Georgetown University October 2013

Georgetown University

For the first time since our tradition began, the Greenstead Apple Festival has been canceled.

I sit at my desk reading the news, scrolling through the article that cites the Greenstead parks department’s budget cuts and a lack of volunteers as the reason for the cancelation.

A pang of disappointment runs through me.

It never occurred to me that the festival could be canceled, especially with just a few days’ notice.

I was planning to go down to Greenstead this weekend.

I told myself it was because I haven’t missed the festival in over a decade.

But a small part of me was holding onto the hope that if I showed up, Marina might be there too, and we might just find our way back together.

I reach for my phone and pull up my texts with Marina.

The last text between us was from the day of last year’s festival, a simple Leaving now!

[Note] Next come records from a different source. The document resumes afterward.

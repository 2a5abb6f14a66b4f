//! Submitting key configuration.

use serde::Deserialize;

/// Key used to sign every keeper transaction.
///
/// The raw key is read from `KEEPER_PRIVATE_KEY` at runtime, never from the
/// config file. An encrypted keystore may be configured instead.
#[derive(Debug, Clone, Default, Deserialize)]
pub struct WalletConfig {
    /// Optional keystore path for encrypted key storage.
    #[serde(default)]
    pub keystore_path: Option<String>,
    /// Private key loaded from the environment.
    #[serde(skip)]
    pub private_key: Option<String>,
}
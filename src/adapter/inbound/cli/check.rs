//! Handler for `check config`.

use std::path::Path;

use serde_json::json;

use super::output;
use crate::domain::{Collaborator, ContractAddresses};
use crate::error::Result;
use crate::infrastructure::config::deployment::Deployment;
use crate::infrastructure::config::settings::{Config, PRIVATE_KEY_ENV};

fn address_of(addresses: &ContractAddresses, collaborator: Collaborator) -> Option<String> {
    addresses.require(collaborator).ok().map(|a| a.to_string())
}

/// Validate the configuration file and resolve addresses without RPC calls.
pub fn execute_config<P: AsRef<Path>>(config_path: P) -> Result<()> {
    let path = config_path.as_ref();
    let config = Config::load(path)?;
    let deployment = Deployment::resolve(&config)?;
    let addresses = &deployment.addresses;
    let key_configured =
        config.wallet.private_key.is_some() || config.wallet.keystore_path.is_some();

    let globals = [
        Collaborator::KeeperHelper,
        Collaborator::RiskCache,
        Collaborator::Vault,
    ];

    if output::is_json() {
        output::json_output(json!({
            "command": "check.config",
            "config": path.display().to_string(),
            "network": config.network.name,
            "chain_id": config.network.chain_id,
            "dry_run": config.dry_run,
            "key_configured": key_configured,
            "contracts": globals
                .iter()
                .map(|c| {
                    json!({
                        "name": c.to_string(),
                        "address": address_of(addresses, c.clone()),
                    })
                })
                .collect::<Vec<_>>(),
            "markets": deployment
                .markets
                .iter()
                .map(|m| json!({
                    "name": m.name().as_str(),
                    "collection": m.collection().to_string(),
                    "weight": m.weight().to_string(),
                    "option_token": m.option_token().ok().map(|a| a.to_string()),
                }))
                .collect::<Vec<_>>(),
        }));
        return Ok(());
    }

    output::header(env!("CARGO_PKG_VERSION"));
    output::section("Configuration Check");
    output::field("Config", path.display());
    output::success("Configuration file is valid");

    output::section("Network");
    output::field("Name", &config.network.name);
    output::field("Chain ID", config.network.chain_id);
    output::field("Dry run", config.dry_run);

    output::section("Contracts");
    for collaborator in globals {
        match address_of(addresses, collaborator.clone()) {
            Some(address) => output::field(&collaborator.to_string(), address),
            None => output::warning(&format!("{collaborator} is not deployed")),
        }
    }

    output::section("Markets");
    if deployment.markets.is_empty() {
        output::hint("no [[markets]] configured");
    }
    for market in &deployment.markets {
        output::field(market.name().as_str(), market.collection());
        if let Err(e) = market.option_token() {
            output::warning(&e.to_string());
        }
    }

    if key_configured {
        output::success("Signing key detected");
    } else {
        output::warning(&format!(
            "Signing key not configured (set {PRIVATE_KEY_ENV} or wallet.keystore_path)"
        ));
    }

    output::success("Configuration check complete");
    Ok(())
}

My thumb drifts over the keyboard, tempted to tap out a new message, ask how she’s taking the news, ask if she’s as disappointed as I am, ask if she misses having a best friend, because I do.

I have friends here, but no one like Marina.

No one who shares my history, trades my soggy fries for her crispy ones, can make anything, even a Slap Chop informercial, the most entertaining thing in the world to watch.

She’s the best person I know, a beam of goodness who makes me want to try harder, be better.

Still my thumb remains frozen. Suppose she ignores the text?

What if she’s still mad about our fight, and that’s why she hasn’t reached out to me, either?

What if she was hoping she wouldn’t see me at the festival, and now she’s relieved that it’s canceled, that last tie between us severed for good?

The cancelation does make me feel like a line has been drawn, actually. Except it’s not just with Marina. Greenstead as a whole is sending a message, closing itself off to me, telling me to stop looking back, because there is nothing left for me to go back to.

I wanted to leave Greenstead, didn’t I?

Why go back?

I swallow and exit our text thread. I close out of the tab with the news article. And I vow to move forward, once and for all.